**Directions for this task**.
Copy exactly, and only, the lines from the one containing "pub fn button(&mut" through the last line of the records below.

+---+

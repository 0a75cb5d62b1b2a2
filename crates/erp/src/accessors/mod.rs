//! ERP accessors: each wraps one or two endpoints of [`ErpSession`] and turns
//! raw rows into domain records.
//!
//! [`ErpSession`]: crate::client::ErpSession

mod debtor;
mod invoice;
mod sales;
mod stock;

use std::sync::Arc;

use aiaa_core::domain::debtor::Debtor;
use aiaa_core::domain::invoice::{CreateOutcome, NewDebtor, NewInvoice};
use aiaa_core::domain::sales::SalesSummary;
use aiaa_core::domain::stock::StockItem;
use async_trait::async_trait;
use chrono::NaiveDate;

use crate::client::{ErpSession, TransportError};
use crate::gateway::{ErpError, ErpGateway};

pub struct ErpService {
    session: Arc<ErpSession>,
    debtor_type: String,
}

impl ErpService {
    pub fn new(session: Arc<ErpSession>, debtor_type: impl Into<String>) -> Self {
        Self { session, debtor_type: debtor_type.into() }
    }

    pub fn session(&self) -> &Arc<ErpSession> {
        &self.session
    }
}

#[async_trait]
impl ErpGateway for ErpService {
    async fn list_stock(&self, limit: usize) -> Result<Vec<StockItem>, ErpError> {
        let mut items = self.fetch_stock().await?;
        items.truncate(limit);
        Ok(items)
    }

    async fn find_stock(&self, keyword: &str) -> Result<Option<StockItem>, ErpError> {
        Ok(crate::gateway::search_stock(self.fetch_stock().await?, keyword))
    }

    async fn list_debtors(&self, limit: usize) -> Result<Vec<Debtor>, ErpError> {
        let mut debtors = self.fetch_debtors().await?;
        debtors.truncate(limit);
        Ok(debtors)
    }

    async fn top_debtors(&self, limit: usize) -> Result<Vec<Debtor>, ErpError> {
        Ok(crate::gateway::rank_top_debtors(self.fetch_debtors().await?, limit))
    }

    async fn find_debtor(&self, keyword: &str) -> Result<Option<Debtor>, ErpError> {
        Ok(crate::gateway::search_debtor(self.fetch_debtors().await?, keyword))
    }

    async fn sales_summary(&self, date: NaiveDate) -> Result<SalesSummary, ErpError> {
        self.fetch_sales_summary(date).await
    }

    async fn create_invoice(&self, invoice: &NewInvoice) -> Result<CreateOutcome, ErpError> {
        self.submit_invoice(invoice).await
    }

    async fn create_debtor(&self, debtor: &NewDebtor) -> Result<CreateOutcome, ErpError> {
        self.submit_debtor(debtor).await
    }
}

/// The ERP could not be reached at all, as opposed to answering without data.
fn unavailable(error: TransportError) -> ErpError {
    ErpError::Unavailable(error.to_string())
}
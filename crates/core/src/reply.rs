use serde::{Deserialize, Serialize};

#[derive(Clone, Copy, Debug, Default, PartialEq, Eq, Serialize, Deserialize)]
#[serde(rename_all = "snake_case")]
pub enum ReplyFormat {
    #[default]
    Plain,
    Markdown,
}

/// An inline button: the label shown to the user and the opaque identifier
/// echoed back when it is pressed.
#[derive(Clone, Debug, PartialEq, Eq, Serialize, Deserialize)]
pub struct ReplyButton {
    pub label: String,
    pub action_id: String,
}

impl ReplyButton {
    pub fn new(action_id: impl Into<String>, label: impl Into<String>) -> Self {
        Self { label: label.into(), action_id: action_id.into() }
    }
}

#[derive(Clone, Debug, Default, PartialEq, Eq, Serialize, Deserialize)]
pub struct ReplyMessage {
    pub text: String,
    pub format: ReplyFormat,
    #[serde(default, skip_serializing_if = "Vec::is_empty")]
    pub keyboard: Vec<Vec<ReplyButton>>,
}

impl ReplyMessage {
    pub fn plain(text: impl Into<String>) -> Self {
        Self { text: text.into(), format: ReplyFormat::Plain, keyboard: Vec::new() }
    }

    pub fn markdown(text: impl Into<String>) -> Self {
        Self { text: text.into(), format: ReplyFormat::Markdown, keyboard: Vec::new() }
    }

    pub fn builder(text: impl Into<String>) -> ReplyBuilder {
        ReplyBuilder { message: Self::plain(text) }
    }

    pub fn has_keyboard(&self) -> bool {
        self.keyboard.iter().any(|row| !row.is_empty())
    }
}

pub struct ReplyBuilder {
    message: ReplyMessage,
}

impl ReplyBuilder {
    pub fn markdown(mut self) -> Self {
        self.message.format = ReplyFormat::Markdown;
        self
    }

    pub fn row<F>(mut self, build: F) -> Self
    where
        F: FnOnce(&mut RowBuilder),
    {
        let mut row = RowBuilder::default();
        build(&mut row);
        if !row.buttons.is_empty() {
            self.message.keyboard.push(row.buttons);
        }
        self
    }

    pub fn build(self) -> ReplyMessage {
        self.message
    }
}

#[derive(Default)]
pub struct RowBuilder {
    buttons: Vec<ReplyButton>,
}

impl RowBuilder {
    pub fn button(&mut self, action_id: impl Into<String>, label: impl Into<String>) -> &mut Self {
        self.buttons.push(ReplyButton::new(action_id, label));
        self
    }
}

+---+

**Written answer**.
    pub fn button(&mut self, action_id: impl Into<String>, label: impl Into<String>) -> &mut Self {
        self.buttons.push(ReplyButton::new(action_id, label));
        self
    }
}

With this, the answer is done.